Collected data entries

↓

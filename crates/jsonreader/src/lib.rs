//! A lazy, zero-copy-where-possible reader for complete JSON documents.
//!
//! Given a JSON document held in a contiguous byte buffer (or, with the
//! `std` feature, arriving incrementally over I/O), this crate exposes its
//! values through small `(source, offset)` handles instead of building a
//! tree of heap-allocated nodes. Navigating into an array or object scans
//! only as far as the access requires; numbers and strings are parsed or
//! decoded only when a caller asks for a concrete representation.
//!
//! ```
//! use jsonreader::{value, StaticSource, Handle};
//!
//! let source = StaticSource::new(br#"{"foo": [1, 2, 3, "four"]}"#.to_vec());
//! let root = value(&source).unwrap();
//! let foo = root.as_object().unwrap().get(b"foo").unwrap();
//! let fourth = foo.as_array().unwrap().get(4).unwrap();
//! match fourth {
//!     Handle::String(s) => assert_eq!(s.to_decoded_string_lossy(), "four"),
//!     _ => unreachable!(),
//! }
//! ```
#![no_std]
extern crate alloc;

#[cfg(any(test, feature = "std"))]
extern crate std;

pub mod array;
pub mod byte_source;
pub mod charclass;
pub mod error;
pub mod handle;
pub mod number;
pub mod object;
pub mod options;
pub mod path;
pub mod piece_table;
pub mod scanner;
pub mod string;

#[cfg(feature = "std")]
pub mod streaming;

#[cfg(test)]
mod tests;

pub use array::{ArrayHandle, ArrayIter};
pub use byte_source::{BorrowedSource, ByteSource, OwnedSource, Sentinel, StaticSource};
pub use error::{NumberTarget, ScanError, ScanErrorKind};
pub use handle::Handle;
pub use number::{Number, NumberHandle};
pub use object::{MemberItem, ObjectHandle, ObjectIter};
pub use options::ReaderOptions;
pub use path::{resolve, resolve_from_root, PathComponent};
pub use piece_table::{splice_value, PieceTable};
pub use string::{CharsIter, StringHandle};

#[cfg(feature = "std")]
pub use streaming::StreamingSource;

/// Constructs the root handle of the document held by `source`, per spec §6
/// (`value(source) -> Handle | Bool | Null`). `Bool` and `Null` are
/// represented as [`Handle::Bool`] and [`Handle::Null`] rather than as
/// separate types, since they carry no further navigable structure.
///
/// On failure, carries the line/column of the offending byte: see
/// [`ScanError`]. Code that drives this scan from inside a streaming
/// `StreamingSource::pump` should call [`Handle::root`] directly instead, so
/// a recoverable `InputExhausted` stays a bare [`ScanErrorKind`] for the
/// pump's retry loop to match on.
pub fn value<S: ByteSource>(source: &S) -> Result<Handle<'_, S>, ScanError> {
    Handle::root(source).map_err(|kind| ScanError::from_kind(source, kind))
}

/// Constructs the handle reached by walking `path` from `source`'s root, per
/// spec §6 (`value(source, path) -> Handle | Bool | Null`).
///
/// On failure, carries the line/column of the offending byte: see
/// [`ScanError`]. Code embedding this lookup inside a streaming
/// `StreamingSource::pump` should call [`resolve_from_root`] directly
/// instead, for the same reason as [`value`].
pub fn value_at_path<'a, S: ByteSource>(
    source: &'a S,
    path: &[PathComponent<'_>],
) -> Result<Handle<'a, S>, ScanError> {
    resolve_from_root(source, path).map_err(|kind| ScanError::from_kind(source, kind))
}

↑

Return every line from the records above that holds the word "Result".

pub fn value<S: ByteSource>(source: &S) -> Result<Handle<'_, S>, ScanError> {
) -> Result<Handle<'a, S>, ScanError> {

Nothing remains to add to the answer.